■ Task to carry out
Make an exact copy of every entry.

■ Data shown
//! Blog API Example
//!
//! Serves a `posts` resource from an in-memory source:
//! - Full CRUD under the configured prefix
//! - Deleting a post requires an `Authorization` header
//! - New posts get a `draft` status unless one is given
//!
//! Run with an optional YAML config:
//! ```sh
//! RUST_LOG=restful=debug cargo run --example blog_api -- blog.yaml
//! ```

use axum::http::header::AUTHORIZATION;
use restful::prelude::*;
use tracing_subscriber::EnvFilter;

#[derive(Debug, Clone, Default, Serialize, Deserialize)]
pub struct Post {
    pub id: String,
    pub title: String,
    pub body: String,
    pub status: String,
    pub view_count: u32,
}

impl_record!(Post);
impl_identified!(Post, id);

struct PostController;

#[async_trait]
impl Controller<Post> for PostController {
    async fn create(&self, _parts: &Parts, post: &mut Post) -> ApiResult<()> {
        if post.status.is_empty() {
            post.status = "draft".to_string();
        }
        Ok(())
    }

    async fn delete(&self, parts: &Parts, id: &str) -> ApiResult<()> {
        if parts.headers.contains_key(AUTHORIZATION) {
            tracing::info!(id, "post deleted");
            Ok(())
        } else {
            Err(HttpError::unauthorized("Deleting a post requires authorization").into())
        }
    }
}

async fn seed(source: &InMemorySource<Post>) -> ApiResult<()> {
    for (title, status) in [("Hello, world", "published"), ("Work in progress", "draft")] {
        source
            .create(Post {
                title: title.to_string(),
                body: format!("{} body", title),
                status: status.to_string(),
                ..Default::default()
            })
            .await?;
    }
    Ok(())
}

#[tokio::main]
async fn main() -> Result<()> {
    tracing_subscriber::fmt()
        .with_env_filter(
            EnvFilter::try_from_default_env().unwrap_or_else(|_| EnvFilter::new("info")),
        )
        .init();

    let config = match std::env::args().nth(1) {
        Some(path) => ApiConfig::from_yaml_file(path)?,
        None => ApiConfig::default(),
    };

    let posts = InMemorySource::<Post>::new();
    seed(&posts).await?;

    let mut api = Api::from_config(&config);
    api.add_resource_with_controller::<Post>(posts, PostController);

    println!("🚀 Blog API on http://{}", config.listen);
    for route in api.routes() {
        println!("    {:<8} {:<24} - {}", route.method, route.path, route.operation);
    }

    api.serve(&config.listen).await
}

■ Response to this task
//! Blog API Example
//!
//! Serves a `posts` resource from an in-memory source:
//! - Full CRUD under the configured prefix
//! - Deleting a post requires an `Authorization` header
//! - New posts get a `draft` status unless one is given
//!
//! Run with an optional YAML config:
//! ```sh
//! RUST_LOG=restful=debug cargo run --example blog_api -- blog.yaml
//! ```

use axum::http::header::AUTHORIZATION;
use restful::prelude::*;
use tracing_subscriber::EnvFilter;

#[derive(Debug, Clone, Default, Serialize, Deserialize)]
pub struct Post {
    pub id: String,
    pub title: String,
    pub body: String,
    pub status: String,
    pub view_count: u32,
}

impl_record!(Post);
impl_identified!(Post, id);

struct PostController;

#[async_trait]
impl Controller<Post> for PostController {
    async fn create(&self, _parts: &Parts, post: &mut Post) -> ApiResult<()> {
        if post.status.is_empty() {
            post.status = "draft".to_string();
        }
        Ok(())
    }

    async fn delete(&self, parts: &Parts, id: &str) -> ApiResult<()> {
        if parts.headers.contains_key(AUTHORIZATION) {
            tracing::info!(id, "post deleted");
            Ok(())
        } else {
            Err(HttpError::unauthorized("Deleting a post requires authorization").into())
        }
    }
}

async fn seed(source: &InMemorySource<Post>) -> ApiResult<()> {
    for (title, status) in [("Hello, world", "published"), ("Work in progress", "draft")] {
        source
            .create(Post {
                title: title.to_string(),
                body: format!("{} body", title),
                status: status.to_string(),
                ..Default::default()
            })
            .await?;
    }
    Ok(())
}

#[tokio::main]
async fn main() -> Result<()> {
    tracing_subscriber::fmt()
        .with_env_filter(
            EnvFilter::try_from_default_env().unwrap_or_else(|_| EnvFilter::new("info")),
        )
        .init();

    let config = match std::env::args().nth(1) {
        Some(path) => ApiConfig::from_yaml_file(path)?,
        None => ApiConfig::default(),
    };

    let posts = InMemorySource::<Post>::new();
    seed(&posts).await?;

    let mut api = Api::from_config(&config);
    api.add_resource_with_controller::<Post>(posts, PostController);

    println!("🚀 Blog API on http://{}", config.listen);
    for route in api.routes() {
        println!("    {:<8} {:<24} - {}", route.method, route.path, route.operation);
    }

    api.serve(&config.listen).await
}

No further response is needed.